The theoretical method of structuralism as it applies to the study of cultural texts and practices is largely derived from the work of Saussere. By exploring the nature of language and what role the individual plays in the process of meaning Saussere inspires theorists from other disciplines to expound on the theory and apply it to pop culture. Cultural texts and practices are analogous to language and structuralists are interested in the underlying rules that make meaning possible. Structuralism is theoretical, not political; analytical, not evaluative; indifferent to cultural values. But by examining how language is created and how subject meaning is to experience and cultural influence (largely one and the same) we can see how language becomes ideological. There is no objective reality contained within a word, only meaning derived from context and cultural agreement (No wonder it’s so tiring to communicate!).

We can examine the interplay between images and the written word, itself a system of symbols, and the many differences between speech and written language. Levi-Strauss contributes the concept of binary oppositions and says that myths work like a language articulating the homogenous underlying structure in many different ways, but by always using the similar structures of binary oppositions. He says all myths serve a similar socio-cultural function and that is to resolve the contradiction of these binary oppositions, explaining our world and giving us peace.
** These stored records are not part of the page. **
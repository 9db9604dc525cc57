use crate::utils::error::{AppError, Result};
use url::Url;

pub const REQUIRED_FIELDS_MESSAGE: &str = "All fields are required.";
pub const URL_PREFIX_MESSAGE: &str = "URL must start with \"www\".";
pub const PROJECT_URL_PREFIX: &str = "www";

pub trait Validate {
    fn validate(&self) -> Result<()>;
}

/// Rejects the empty string only; whitespace counts as content.
pub fn validate_required_field(field_name: &str, value: &str) -> Result<()> {
    if value.is_empty() {
        return Err(AppError::validation(field_name, REQUIRED_FIELDS_MESSAGE));
    }
    Ok(())
}

pub fn validate_url_prefix(field_name: &str, value: &str, prefix: &str) -> Result<()> {
    if !value.starts_with(prefix) {
        return Err(AppError::validation(field_name, URL_PREFIX_MESSAGE));
    }
    Ok(())
}

pub fn validate_url(field_name: &str, url_str: &str) -> Result<()> {
    if url_str.is_empty() {
        return Err(AppError::config(format!("{} cannot be empty", field_name)));
    }

    match Url::parse(url_str) {
        Ok(url) => match url.scheme() {
            "http" | "https" => Ok(()),
            scheme => Err(AppError::config(format!(
                "{}: unsupported URL scheme: {}",
                field_name, scheme
            ))),
        },
        Err(e) => Err(AppError::config(format!(
            "{}: invalid URL format: {}",
            field_name, e
        ))),
    }
}

pub fn validate_positive_number(field_name: &str, value: u64, min_value: u64) -> Result<()> {
    if value < min_value {
        return Err(AppError::config(format!(
            "{} must be at least {}",
            field_name, min_value
        )));
    }
    Ok(())
}

#[cfg(test)]
mod tests {
    use super::*;

    #[test]
    fn test_validate_required_field() {
        assert!(validate_required_field("title", "Portfolio").is_ok());
        assert!(validate_required_field("title", " ").is_ok());

        let err = validate_required_field("title", "").unwrap_err();
        assert_eq!(err.user_friendly_message(), REQUIRED_FIELDS_MESSAGE);
    }

    #[test]
    fn test_validate_url_prefix() {
        assert!(validate_url_prefix("url", "www.example.com", PROJECT_URL_PREFIX).is_ok());
        assert!(validate_url_prefix("url", "wwwexample", PROJECT_URL_PREFIX).is_ok());
        assert!(validate_url_prefix("url", "https://www.example.com", PROJECT_URL_PREFIX).is_err());
        assert!(validate_url_prefix("url", "WWW.example.com", PROJECT_URL_PREFIX).is_err());
    }

    #[test]
    fn test_validate_url() {
        assert!(validate_url("base_url", "https://example.com").is_ok());
        assert!(validate_url("base_url", "http://localhost:3000").is_ok());
        assert!(validate_url("base_url", "").is_err());
        assert!(validate_url("base_url", "invalid-url").is_err());
        assert!(validate_url("base_url", "ftp://example.com").is_err());
    }

    #[test]
    fn test_validate_positive_number() {
        assert!(validate_positive_number("timeout_seconds", 5, 1).is_ok());
        assert!(validate_positive_number("timeout_seconds", 0, 1).is_err());
    }
}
The post-structuralists say that meaning cannot even be present in an underlying structure because it is constantly in process. They also say that since the process is constant, the signifier itself can be as ideological as the signified. And there really is no author of a text because all of those meanings are already in existence and floating around until the reader assembles them in a unique way, becoming the author, in a sense. Semiology, the science of studying signs in society, is explained as it applies to pop culture. Ideology enters at the second level of signification and this is where myth is produced for consumption. Storey provides examples of these theories applied to pop culture through westerns, advertisements and news media.

 

Marxism

Classical Marxist theory has made many contributions to cultural studies, utilizing its political nature. Marxism maintains that cultural texts should be analyzed based on the historical condition of production (method of production – MOP), but it warns against seeing culture as a direct consequence of economic analysis. Several other theories are presented as they utilize Marxist tradition.

The Frankfurt School of German thought combines Marxism and psychoanalysis to bring us ‘critical theory’. It maintains that the ‘culture industry’ provides homogeneous and predictable products that function to maintain social authority, and it makes a division between pop culture and high culture, whereby high culture functions as a religion harboring the human desire for a future better world. This theory claims the culture industry uses pop culture to prematurely deliver on the promises of a capitalist success (equality and justice) while maintaining domination, and this democratization of culture prevents the demand for true democracy. The culture industry stunts political imagination with pop culture and threatens high culture by ironing out the conflict between the two (won’t yearn for a better tomorrow when today is so nice). Storey shows how the works of Adorno and Benjamin exemplified differences within the Frankfurt school; one end of the spectrum represents the consumer of culture as a drone before the MOP and the other end as responsible for deriving meaning regardless of MOP.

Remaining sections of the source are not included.